Results 222 patients (45% men) underwent mechanical thrombectomy. Successful revascularization was defined as Thrombolysis In Cerebral Infarction (TICI) 2b/3 flow, which was achieved in 79% of cases with PS, 83% of cases with SRLA, and 95% of cases with ADAPT. The average total cost of hospitalization for patients was $51 599 with PS, $54 700 with SRLA, and $33 611 with ADAPT (p<0.0001). Average times to recanalization were 88 min with PS, 47 min with SRLA, and 37 min with ADAPT (p<0.0001). Similar rates of good functional outcomes were seen in the three groups (PS 36% vs SRLA 43% vs ADAPT 47%; p=0.4).
Conclusions The ADAPT technique represents the most technically successful yet cost-effective approach to revascularization of large vessel intracranial occlusions.
- Stroke
Statistics from Altmetric.com
Introduction
Stroke remains a leading cause of death and disability in the USA, with approximately 795 000 strokes occurring per year resulting in 130 000 deaths annually.1 ,2 The overall healthcare costs of strokes approach $40 billion annually.1 The direct costs of stroke were $28.3 billion in 2010 and are projected to nearly double by 2020, reaching $95.6 billion by 2030.1 Direct costs are defined as the total annual medical spending by insurers and out-of-pocket expenses by individuals.

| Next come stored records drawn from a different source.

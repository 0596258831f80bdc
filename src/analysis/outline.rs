//! Outline building: level assignment and deduplication.

use regex::Regex;
use std::collections::HashSet;
use std::sync::LazyLock;

use crate::model::{HeadingLevel, OutlineEntry, Page};

use super::classify::{is_heading_like, TextClassifier};
use super::fonts::FontLevels;
use super::options::OutlineOptions;

static NUMBERED_H3: LazyLock<Regex> = LazyLock::new(|| Regex::new(r"^\d+\.\d+\.\d+").unwrap());
static NUMBERED_H2: LazyLock<Regex> = LazyLock::new(|| Regex::new(r"^\d+\.\d+").unwrap());
static NUMBERED_H1: LazyLock<Regex> = LazyLock::new(|| Regex::new(r"^\d+\.").unwrap());

/// Headings found by the builder.
#[derive(Debug, Clone, Default, PartialEq, Eq)]
pub struct OutlineDraft {
    /// Entries unique by (level, text, page), in document order
    pub entries: Vec<OutlineEntry>,

    /// `entries` with consecutive repeats of (level, text) collapsed
    pub collapsed: Vec<OutlineEntry>,
}

/// Scans pages for heading lines and assigns levels.
pub struct OutlineBuilder<'a> {
    options: &'a OutlineOptions,
    classifier: TextClassifier<'a>,
}

impl<'a> OutlineBuilder<'a> {
    /// Create a builder.
    pub fn new(options: &'a OutlineOptions) -> Self {
        Self {
            options,
            classifier: TextClassifier::new(&options.rules, &options.form_page),
        }
    }

    /// Build the outline of `pages`, leaving out lines equal to `title`.
    pub fn build(&self, pages: &[Page], levels: &FontLevels, title: &str) -> OutlineDraft {
        let title_key = title.trim().to_lowercase();
        let mut seen: HashSet<(HeadingLevel, String, u32)> = HashSet::new();
        let mut entries = Vec::new();

        for page in pages {
            if self.classifier.is_form_page(page) {
                log::debug!("Skipping form page {}", page.number);
                continue;
            }

            for line in &page.lines {
                let text = line.text();
                if text.is_empty() || self.classifier.is_rejected(&text) {
                    continue;
                }
                if text.trim().to_lowercase() == title_key {
                    continue;
                }
                let Some(size) = line.max_size() else {
                    continue;
                };

                let level = self
                    .level_by_numbering(&text)
                    .unwrap_or_else(|| levels.heading_level(size));

                if !is_heading_like(&text) {
                    continue;
                }
                let entry = OutlineEntry::new(level, text, page.number);
                if self.classifier.is_rejected(&entry.text) {
                    continue;
                }
                if seen.insert((entry.level, entry.text.clone(), entry.page)) {
                    entries.push(entry);
                }
            }
        }

        let collapsed = collapse_repeats(&entries);
        OutlineDraft { entries, collapsed }
    }

    /// Level implied by canonical section names or explicit numbering.
    pub fn level_by_numbering(&self, text: &str) -> Option<HeadingLevel> {
        let t = text.trim();
        let lower = t.to_lowercase();

        if self.options.canonical_sections.iter().any(|s| *s == lower) {
            Some(HeadingLevel::H1)
        } else if NUMBERED_H3.is_match(t) {
            Some(HeadingLevel::H3)
        } else if NUMBERED_H2.is_match(t) {
            Some(HeadingLevel::H2)
        } else if NUMBERED_H1.is_match(t) {
            Some(HeadingLevel::H1)
        } else {
            None
        }
    }
}

/// Drop entries repeating the (level, text) of the entry kept before them.
fn collapse_repeats(entries: &[OutlineEntry]) -> Vec<OutlineEntry> {
    let mut collapsed: Vec<OutlineEntry> = Vec::with_capacity(entries.len());
    for entry in entries {
        let repeat = collapsed
            .last()
            .is_some_and(|last| last.level == entry.level && last.text == entry.text);
        if !repeat {
            collapsed.push(entry.clone());
        }
    }
    collapsed
}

Loss of productivity through morbidity or premature morbidity are considered indirect costs and were found to be $25.4 billion in 2010 and projected to reach $42.8 billion by 2030.
The methodology of endovascular treatment for acute ischemic stroke has continued to evolve and improve over the last decade, as evidenced by the evolution and iteration of mechanical stroke devices.3 The latest thrombectomy devices and techniques have significantly improved the rates and speed of vessel revascularization, but with an unclear impact on outcomes.4–8 The impact of these advancements will likely be most apparent initially in direct costs on the healthcare system, but will evolve over time to impact indirect costs as well.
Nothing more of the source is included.